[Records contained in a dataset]
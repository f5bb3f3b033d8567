//! Trace pane rendering: every recorded shift, reduce, accept and halt

use crate::trace::{TraceAction, TraceStep};
use crate::ui::theme::DEFAULT_THEME;
use ratatui::{
    layout::Rect,
    style::{Modifier, Style},
    text::{Line, Span},
    widgets::{List, ListItem, Paragraph},
    Frame,
};

fn action_style(action: &TraceAction) -> Style {
    match action {
        TraceAction::Shift { .. } => Style::default().fg(DEFAULT_THEME.keyword),
        TraceAction::Reduce { .. } => Style::default().fg(DEFAULT_THEME.nonterminal),
        TraceAction::Accept => Style::default()
            .fg(DEFAULT_THEME.success)
            .add_modifier(Modifier::BOLD),
        TraceAction::Halt { .. } => Style::default()
            .fg(DEFAULT_THEME.error)
            .add_modifier(Modifier::BOLD),
    }
}

/// Keep `current` inside the visible window
fn follow_current(offset: usize, current: usize, visible_height: usize) -> usize {
    if current < offset {
        current
    } else if current >= offset + visible_height {
        current + 1 - visible_height
    } else {
        offset
    }
}

/// Render the trace pane
pub fn render_trace_pane(
    frame: &mut Frame,
    area: Rect,
    steps: &[TraceStep],
    current: usize,
    is_focused: bool,
    scroll_offset: &mut usize,
) {
    let title = format!(" Trace ({} steps) ", steps.len());
    let block = super::pane_block(&title, is_focused);

    if steps.is_empty() {
        let paragraph = Paragraph::new("(no steps recorded)")
            .block(block)
            .style(Style::default().fg(DEFAULT_THEME.comment));
        frame.render_widget(paragraph, area);
        return;
    }

    let visible_height = area.height.saturating_sub(2).max(1) as usize;
    *scroll_offset = super::clamp_scroll(
        follow_current(*scroll_offset, current, visible_height),
        steps.len(),
        visible_height,
    );

    let items: Vec<ListItem> = steps
        .iter()
        .enumerate()
        .skip(*scroll_offset)
        .take(visible_height)
        .map(|(index, step)| {
            let mut style = action_style(&step.action);
            if index == current {
                style = style
                    .bg(DEFAULT_THEME.current_line_bg)
                    .add_modifier(Modifier::BOLD);
            }
            ListItem::new(Line::from(vec![
                Span::styled(
                    format!("{:5} ", index + 1),
                    Style::default().fg(DEFAULT_THEME.comment),
                ),
                Span::styled(step.action.to_string(), style),
            ]))
        })
        .collect();

    frame.render_widget(List::new(items).block(block), area);
}

#[cfg(test)]
mod tests {
    use super::*;

    #[test]
    fn test_follow_current() {
        assert_eq!(follow_current(0, 3, 10), 0);
        assert_eq!(follow_current(0, 12, 10), 3);
        assert_eq!(follow_current(8, 2, 10), 2);
    }
}
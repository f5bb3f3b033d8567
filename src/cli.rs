use std::path::PathBuf;

use clap::{Parser, ValueEnum};
use startlang::parser::parse::DEFAULT_MAX_DEPTH;

#[derive(Parser)]
#[command(version, about)]
pub struct Cli {
    /// Source file to parse (default: stdin)
    pub file: Option<PathBuf>,

    /// What to print on success
    #[arg(short, long, value_enum, default_value_t = Emit::Ast)]
    pub emit: Emit,

    /// JSON production table to use instead of the built-in grammar
    #[arg(short, long, value_name = "FILE")]
    pub grammar: Option<PathBuf>,

    /// Maximum expression and statement nesting
    #[arg(long, value_name = "N", default_value_t = DEFAULT_MAX_DEPTH)]
    pub max_depth: usize,

    /// Step through the parse in the terminal viewer
    #[arg(long)]
    pub tui: bool,
}

#[derive(Debug, Clone, Copy, PartialEq, Eq, ValueEnum)]
pub enum Emit {
    /// Indented AST outline
    Ast,
    /// AST as JSON
    Json,
    /// Token list
    Tokens,
    /// Shift/reduce steps
    Trace,
    /// Production table as JSON
    Grammar,
}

■ WORK INSTRUCTIONS
From the entries above, extract every line where the word "derive" appears.

■ TASK OUTPUT
#[derive(Parser)]
#[derive(Debug, Clone, Copy, PartialEq, Eq, ValueEnum)]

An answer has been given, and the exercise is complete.